Digging for fire

It’s no revelation to say it, but my writing seems to flow better when there’s fire in my belly.  I’m never short on finding things to irritate, challenge or upset me and I quite enjoy tempering those emotions with some logic.  The resulting posts are usually the ones that touch a nerve with others.  In digging for the fire my words sometimes reverberate and I find out I’m not so alone.

But every now and then the fire subsides.

Last Saturday I had lunch with some family.  I had a few bridges to mend after writing too hastily.  Words were misinterpreted.  I never started blogging with the intention of telling other people’s stories or hurting them so I’m learning to search for new fires.

And sometimes there are none.

Just the cold realisation of how fortunate you are.  On Saturday I came across people with all types of fire in their belly.  Mine feel so incredibly trivial.  They are almost non-existent.  And I just can’t find anything to write about.  I’m digging for fire but I can’t even find a flame.

In a separate dwelling of my body lie so many raging fires.  I douse them with water because they involve other people.  I douse them with water because resonance is not a virtuous enough outcome.  I can’t temper the emotions with logic.  I still wonder what the words would look like.

 

 

Do you have fires you wish you could write about?  Do you write them somewhere private just to get it out?

Comments

  1. says

    I love your writing Carli.

    Me – I douse every fire that flares up as quickly as possible. They take a huge amount of energy from me to keep crackling away and that’s energy I don’t have to spare. Not saying that it’s wrong for others to do so, I just seem to get consumed really quickly by negative emotions so I need to keep them well in check!

  2. Karen says

    Wonderful post! I think had I not realised I had a raging fire inside me, I would have happily had babies and never written a single word other than a shopping list. But there is a fire, and I can’t ignore it. Writing for me is a compulsion: not just the act itself, the overthinking and analysing and trying to make the world better or more thoughtful or more caring. I think of it not as a stabby knife to seek revenge, but perhaps a swiss army knife with multiple functions.
    The world needs people with fire in their bellies, particularly women. Yes, it can get tricky sometimes (like when your husband objects to being written about in your Kidspot post 2 hours before your deadline) but that just comes with the responsibility of living in the world.

  3. Mrsceeeceee says

    This feels very familiar, especially after getting my fingers burnt last week by being too naive and too specific. Your writing is so beautiful – even when you write about fennel! It doesn’t matter what you write about, just keep writing. x

  4. What_Sarah_Did_Next says

    Oh yes, indeed I do have fires burning away. The wealth of material there is incredible! But I cannot write about them – publicly at least – the consequences would not be pretty. I just grit my teeth and keep on. I toyed with the idea of writing it all down to get it off my chest anyway, but haven’t acted on it. Yet.
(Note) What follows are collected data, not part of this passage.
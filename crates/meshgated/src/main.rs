//! meshgated — LoRa mesh to pub/sub bus gateway daemon.

use std::sync::Arc;
use std::time::Duration;

use anyhow::{Context, Result};
use bytes::Bytes;
use tokio::sync::Notify;
use tokio::task::JoinHandle;

use meshgate_core::config::GatewayConfig;
use meshgate_services::bus::LoopbackBus;
use meshgate_services::{Gateway, GatewayHandle, HostControl, RelayCore};

mod radio;

/// Asks the supervisor loop in `main` to rebuild everything.
#[derive(Clone, Default)]
struct RestartSignal(Arc<Notify>);

impl HostControl for RestartSignal {
    fn request_restart(&self) {
        tracing::warn!("restart requested");
        self.0.notify_one();
    }
}

enum Exit {
    Shutdown,
    Restart,
}

#[tokio::main]
async fn main() -> Result<()> {
    tracing_subscriber::fmt()
        .with_env_filter(tracing_subscriber::EnvFilter::from_default_env())
        .init();

    loop {
        match run().await? {
            Exit::Shutdown => break,
            Exit::Restart => {
                tracing::info!("restarting gateway");
                // Let the old sockets close before rebinding.
                tokio::time::sleep(Duration::from_millis(250)).await;
            }
        }
    }
    Ok(())
}

fn load_config() -> GatewayConfig {
    if let Err(e) = GatewayConfig::write_default_if_missing() {
        tracing::warn!(error = %e, "failed to write default config");
    }
    let mut config = GatewayConfig::load().unwrap_or_else(|e| {
        tracing::warn!(error = %e, "failed to load config, using defaults");
        GatewayConfig::default()
    });

    if config.ensure_node_id() {
        let path = GatewayConfig::file_path();
        match config.save_to(&path) {
            Ok(()) => tracing::info!(path = %path.display(), "generated node id saved"),
            Err(e) => tracing::warn!(error = %e, "failed to persist generated node id"),
        }
    }
    config
}

async fn run() -> Result<Exit> {
    let config = load_config();
    let core = RelayCore::from_config(&config);

    tracing::info!(
        node_id = format_args!("{:08X}", config.repeater.node_id),
        node_name = %config.repeater.node_name,
        gateway = %config.gateway_id(),
        prefix = %core.router().prefix(),
        max_hops = config.repeater.max_hops,
        bus = config.bus.enabled,
        "meshgated starting"
    );
    if config.access.deny_enabled {
        tracing::info!(entries = config.denied_node_ids().len(), "denylist active");
    }

    let (radio_tx, radio_rx) = radio::open(&config.radio)?;

    let (bus, deliveries) = if config.bus.enabled {
        let (bus, rx) = LoopbackBus::new();
        (Some(bus), Some(rx))
    } else {
        (None, None)
    };

    let restart = RestartSignal::default();
    let (gateway, handle) = Gateway::new(core, radio_tx, bus.clone(), restart.clone());

    // ── Spawn tasks ──────────────────────────────────────────────────────────

    let mut gateway_task = tokio::spawn(gateway.run());
    let mut tasks: Vec<JoinHandle<()>> = Vec::new();

    tasks.push(tokio::spawn(radio::receive_loop(radio_rx, handle.clone())));

    if let Some(mut deliveries) = deliveries {
        let handle = handle.clone();
        tasks.push(tokio::spawn(async move {
            while let Some(msg) = deliveries.recv().await {
                let payload = Bytes::from(msg.payload.into_bytes());
                if handle.bus_message(msg.topic, payload).await.is_err() {
                    break;
                }
            }
        }));
    }

    if config.bus.enabled {
        tasks.push(spawn_ticker(
            handle.clone(),
            Duration::from_secs(config.bus.stats_interval_secs.max(1)),
            Tick::Stats,
        ));
    }

    if config.discovery.advert_enabled {
        tasks.push(spawn_ticker(
            handle.clone(),
            Duration::from_secs(config.discovery.advert_interval_secs.max(1)),
            Tick::Advert,
        ));
    }

    {
        let state = meshgate_api::ApiState {
            gateway: handle.clone(),
            bus: bus.clone(),
        };
        let port = config.api.port;
        tasks.push(tokio::spawn(async move {
            if let Err(e) = meshgate_api::serve(state, port).await {
                tracing::error!(error = %e, "API server failed");
            }
        }));
    }

    // ── Wait for exit ────────────────────────────────────────────────────────

    let exit = tokio::select! {
        r = tokio::signal::ctrl_c() => {
            r.context("failed to listen for ctrl-c")?;
            tracing::info!("shutdown signal received");
            Exit::Shutdown
        }
        _ = restart.0.notified() => Exit::Restart,
        r = &mut gateway_task => {
            tracing::error!("gateway task exited: {:?}", r);
            Exit::Shutdown
        }
    };

    for task in &tasks {
        task.abort();
    }
    if !gateway_task.is_finished() {
        let _ = handle.shutdown().await;
        if tokio::time::timeout(Duration::from_secs(2), &mut gateway_task)
            .await
            .is_err()
        {
            tracing::warn!("gateway did not stop in time");
            gateway_task.abort();
        }
    }

    Ok(exit)
}

#[derive(Clone, Copy)]
enum Tick {
    Stats,
    Advert,
}

fn spawn_ticker(handle: GatewayHandle, period: Duration, tick: Tick) -> JoinHandle<()> {
    tokio::spawn(async move {
        let mut interval = tokio::time::interval(period);
        // First tick fires immediately; the first report is due one period in.
        interval.tick().await;
        loop {
            interval.tick().await;
            let sent = match tick {
                Tick::Stats => handle.publish_stats().await,
                Tick::Advert => handle.send_advert().await,
            };
            if sent.is_err() {
                return;
            }
        }
    })
}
    As long as YOU keep on writing, Carli, that’s the important thing. I really enjoy your work here.

    xx

  5. Lily Mae says

    Blogging is great in that way, learning boundaries – what to say, what not to say, how to say it.

    A lot of my blogging was venting but I’ve come to terms with the fact that I just can’t take on anymore than what I’ve got.. Emotionally, physically, etc. so I guess no, I don’t have anything I wish I could write about but can’t. Not anymore anyway.

  6. bachelormum says

    I have so much fire in my belly on issues revolving around single parenting, kids at risk, mothers and fathers at risk, among other things, and i’m finding through this medium ways to release it but in a way that still leaves my personal life intact. It’s a very precarious tightrope – most of it involves taking calculated risks (which can be confronting) seasoned with diplomacy and a recognition that revealing all isn’t necessarily a good thing but without authenticity you cannnot connect.